Several times during this course, I found myself saying "how did I not know about this?"

The most important thing I have learnt in the past three months is that it is very easy to not keep up with what is happening with technology, and more specifically, technology in schools. There are always new ideas, new possibilities, and new tools being developed, and if you keep your head down to long, you are going to miss them. While I've always proudly considered myself to be a lifelong learner, I realize now that that doesn't mean just going to conferences and taking courses. It means keeping up all the time and being willing to take chances with new ideas. For all my time constraints and whining about reading blogs, I'm going to try to keep up with a few. I've subscribed to Wesley Fryer's podcast as well as David Warlick's. And I really am going to make an effort to spread the tech gospel: take my last post about PD, and change each 'would' to 'will.' I'm pretty nervous about it, but if I don't take the chance, who will?

At the start of this course, I was scared. Sure, I knew a bit about the tools we would be looking at, and reading articles about technology in schools was right up my alley, but having to explore a new technology in depth just about each week on top of readings and discussions was overwhelming. I reacted predictably, by being primarily an observer rather than an active participant. I regret that, but then that's the story of my school life.

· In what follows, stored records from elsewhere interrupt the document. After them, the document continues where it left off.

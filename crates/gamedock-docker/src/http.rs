// Copyright (C) 2025 SyncMyOrders Sp. z o.o.
// SPDX-License-Identifier: AGPL-3.0-or-later
//! Minimal HTTP/1.1 over the engine's Unix socket.
//!
//! The engine only ever sees requests we compose ourselves, so this
//! implements exactly what its responses use: a status line, headers,
//! and a body framed by `Content-Length`, chunked transfer encoding, or
//! connection close. Closing the socket is the cancellation path for
//! streaming endpoints; the engine drops the producer on its side.

use bytes::{Buf, Bytes, BytesMut};
use std::path::Path;
use tokio::io::{AsyncRead, AsyncReadExt, AsyncWrite, AsyncWriteExt};
use tokio::net::UnixStream;

use crate::{DockerError, Result};

/// Read buffer growth step.
const READ_CHUNK: usize = 8 * 1024;

/// A fully buffered engine response.
#[derive(Debug)]
pub struct HttpResponse {
    /// HTTP status code.
    pub status: u16,
    /// Response body bytes.
    pub body: Bytes,
}

/// How the response body is framed.
#[derive(Debug, Clone, Copy, PartialEq, Eq)]
enum BodyFraming {
    /// `Content-Length: n` bytes remain.
    Length(u64),
    /// `Transfer-Encoding: chunked` records.
    Chunked,
    /// Body runs until the engine closes the connection.
    UntilClose,
}

/// Parsed response head.
#[derive(Debug)]
struct ResponseHead {
    status: u16,
    framing: BodyFraming,
}

/// Percent-encode a query value (RFC 3986 unreserved set passes through).
pub fn encode_query(value: &str) -> String {
    let mut out = String::with_capacity(value.len());
    for byte in value.bytes() {
        match byte {
            b'A'..=b'Z' | b'a'..=b'z' | b'0'..=b'9' | b'-' | b'.' | b'_' | b'~' => {
                out.push(byte as char)
            }
            _ => out.push_str(&format!("%{:02X}", byte)),
        }
    }
    out
}

/// Write a request head (and optional JSON body) to the socket.
async fn write_request<W: AsyncWrite + Unpin>(
    stream: &mut W,
    method: &str,
    path: &str,
    body: Option<&[u8]>,
) -> Result<()> {
    let mut head = format!(
        "{} {} HTTP/1.1\r\nHost: docker\r\nConnection: close\r\n",
        method, path
    );
    match body {
        Some(body) => {
            head.push_str("Content-Type: application/json\r\n");
            head.push_str(&format!("Content-Length: {}\r\n\r\n", body.len()));
        }
        None => head.push_str("Content-Length: 0\r\n\r\n"),
    }

    stream.write_all(head.as_bytes()).await?;
    if let Some(body) = body {
        stream.write_all(body).await?;
    }
    stream.flush().await?;

    Ok(())
}

/// Read bytes until the head terminator `\r\n\r\n` is buffered, then parse
/// the status line and the framing-relevant headers.
async fn read_head<R: AsyncRead + Unpin>(
    stream: &mut R,
    buf: &mut BytesMut,
) -> Result<ResponseHead> {
    let head_end = loop {
        if let Some(pos) = find_head_end(buf) {
            break pos;
        }
        let n = read_more(stream, buf).await?;
        if n == 0 {
            return Err(DockerError::Protocol(
                "connection closed before response head".to_string(),
            ));
        }
    };

    let head_bytes = buf.split_to(head_end + 4);
    let head = std::str::from_utf8(&head_bytes)
        .map_err(|_| DockerError::Protocol("non-UTF-8 response head".to_string()))?;

    let mut lines = head.split("\r\n");
    let status_line = lines
        .next()
        .ok_or_else(|| DockerError::Protocol("empty response head".to_string()))?;
    let status = parse_status_line(status_line)?;

    let mut framing = BodyFraming::UntilClose;
    for line in lines {
        let Some((name, value)) = line.split_once(':') else {
            continue;
        };
        let name = name.trim().to_ascii_lowercase();
        let value = value.trim();
        if name == "transfer-encoding" && value.eq_ignore_ascii_case("chunked") {
            framing = BodyFraming::Chunked;
        } else if name == "content-length" {
            let len = value
                .parse::<u64>()
                .map_err(|_| DockerError::Protocol(format!("bad Content-Length: {}", value)))?;
            framing = BodyFraming::Length(len);
        }
    }

    // 204/304 carry no body regardless of headers.
    if status == 204 || status == 304 {
        framing = BodyFraming::Length(0);
    }

    Ok(ResponseHead { status, framing })
}

fn parse_status_line(line: &str) -> Result<u16> {
    // "HTTP/1.1 200 OK"
    let mut parts = line.split_whitespace();
    let version = parts.next().unwrap_or_default();
    if !version.starts_with("HTTP/1.") {
        return Err(DockerError::Protocol(format!("bad status line: {}", line)));
    }
    parts
        .next()
        .and_then(|code| code.parse().ok())
        .ok_or_else(|| DockerError::Protocol(format!("bad status line: {}", line)))
}

fn find_head_end(buf: &[u8]) -> Option<usize> {
    buf.windows(4).position(|w| w == b"\r\n\r\n")
}

async fn read_more<R: AsyncRead + Unpin>(stream: &mut R, buf: &mut BytesMut) -> Result<usize> {
    let mut chunk = [0u8; READ_CHUNK];
    let n = stream.read(&mut chunk).await?;
    buf.extend_from_slice(&chunk[..n]);
    Ok(n)
}

/// Perform a unary request and buffer the whole response body.
pub async fn request(
    socket_path: &Path,
    method: &str,
    path: &str,
    body: Option<&[u8]>,
) -> Result<HttpResponse> {
    let mut stream = UnixStream::connect(socket_path).await?;
    write_request(&mut stream, method, path, body).await?;

    let mut buf = BytesMut::with_capacity(READ_CHUNK);
    let head = read_head(&mut stream, &mut buf).await?;

    let mut body_stream = BodyStream::new(stream, buf, head.framing);
    let mut body = BytesMut::new();
    while let Some(chunk) = body_stream.next_chunk().await? {
        body.extend_from_slice(&chunk);
    }

    Ok(HttpResponse {
        status: head.status,
        body: body.freeze(),
    })
}

/// Open a streaming request: the head is read eagerly, the body is consumed
/// incrementally through the returned [`BodyStream`].
pub async fn open_stream(
    socket_path: &Path,
    method: &str,
    path: &str,
) -> Result<(u16, BodyStream<UnixStream>)> {
    let mut stream = UnixStream::connect(socket_path).await?;
    write_request(&mut stream, method, path, None).await?;

    let mut buf = BytesMut::with_capacity(READ_CHUNK);
    let head = read_head(&mut stream, &mut buf).await?;

    Ok((head.status, BodyStream::new(stream, buf, head.framing)))
}

/// An incrementally decoded response body.
///
/// Dropping the stream closes the socket, which terminates the engine-side
/// producer; that is the cancellation path for follow-mode logs and
/// streaming stats.
pub struct BodyStream<S> {
    stream: S,
    buf: BytesMut,
    framing: BodyFraming,
    done: bool,
}

impl<S: AsyncRead + Unpin> BodyStream<S> {
    fn new(stream: S, buf: BytesMut, framing: BodyFraming) -> Self {
        Self {
            stream,
            buf,
            framing,
            done: false,
        }
    }

    /// Next decoded slice of body bytes, `None` at end of body.
    pub async fn next_chunk(&mut self) -> Result<Option<Bytes>> {
        if self.done {
            return Ok(None);
        }
        match self.framing {
            BodyFraming::Length(remaining) => self.next_sized(remaining).await,
            BodyFraming::UntilClose => self.next_until_close().await,
            BodyFraming::Chunked => self.next_chunked().await,
        }
    }

    async fn next_sized(&mut self, remaining: u64) -> Result<Option<Bytes>> {
        if remaining == 0 {
            self.done = true;
            return Ok(None);
        }
        if self.buf.is_empty() {
            let n = read_more(&mut self.stream, &mut self.buf).await?;
            if n == 0 {
                return Err(DockerError::Protocol(
                    "connection closed mid-body".to_string(),
                ));
            }
        }
        let take = (self.buf.len() as u64).min(remaining) as usize;
        let chunk = self.buf.split_to(take).freeze();
        self.framing = BodyFraming::Length(remaining - take as u64);
        Ok(Some(chunk))
    }

    async fn next_until_close(&mut self) -> Result<Option<Bytes>> {
        if !self.buf.is_empty() {
            return Ok(Some(self.buf.split().freeze()));
        }
        let n = read_more(&mut self.stream, &mut self.buf).await?;
        if n == 0 {
            self.done = true;
            return Ok(None);
        }
        Ok(Some(self.buf.split().freeze()))
    }

    /// Decode one `<hex-size>\r\n<bytes>\r\n` record. A zero-size record
    /// terminates the body.
    async fn next_chunked(&mut self) -> Result<Option<Bytes>> {
        // Size line, possibly arriving across several reads.
        let size = loop {
            if let Some(pos) = self.buf.windows(2).position(|w| w == b"\r\n") {
                let line = self.buf.split_to(pos + 2);
                let line = std::str::from_utf8(&line[..pos])
                    .map_err(|_| DockerError::Protocol("non-UTF-8 chunk size".to_string()))?;
                // Chunk extensions after ';' are ignored.
                let size_str = line.split(';').next().unwrap_or_default().trim();
                break usize::from_str_radix(size_str, 16)
                    .map_err(|_| DockerError::Protocol(format!("bad chunk size: {}", size_str)))?;
            }
            let n = read_more(&mut self.stream, &mut self.buf).await?;
            if n == 0 {
                return Err(DockerError::Protocol(
                    "connection closed mid-chunk-header".to_string(),
                ));
            }
        };

        if size == 0 {
            // Trailer section; we request no trailers so expect the bare CRLF.
            self.done = true;
            return Ok(None);
        }

        while self.buf.len() < size + 2 {
            let n = read_more(&mut self.stream, &mut self.buf).await?;
            if n == 0 {
                return Err(DockerError::Protocol(
                    "connection closed mid-chunk".to_string(),
                ));
            }
        }

        let chunk = self.buf.split_to(size).freeze();
        self.buf.advance(2); // trailing CRLF
        Ok(Some(chunk))
    }
}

That said, this blog has given me much more confidence to share my thoughts with colleagues. Yes, it's an assignment, but making it available to others in this class, and the world, has encouraged me to think and work harder. Which is exactly why the tools of the read/write web are so powerful for teachers.

If I worked harder, if I thought more critically, then yes, I believe these tools can transform how our students feel about learning. Next September, I get to set that transformation in motion. Excited? You bet!

Wednesday, April 9, 2008

Professional Development

Blogs and wikis and Youtube oh my! Every week, every new technology, convinced me to feature it for the PD assignment/blog. Each seemed to have so much potential. I could honestly see each different web 2.0 tool making a positive difference in my school, for my students. So which to choose?

Voicethread.

Voicethread was the one technology we looked at that I had never heard of and the one I was most excited to try out once I discovered what it was. Voicethread's simplicity, flexibility, and compatibility makes it in some ways the ideal web 2.0 tool. It is accessible to even the youngest students because they can record their thoughts without writing, and yet can be used to create sophisticated products for older students. It is interactive, yet has built in controls for teachers to closely monitor that interactivity and keep students safe.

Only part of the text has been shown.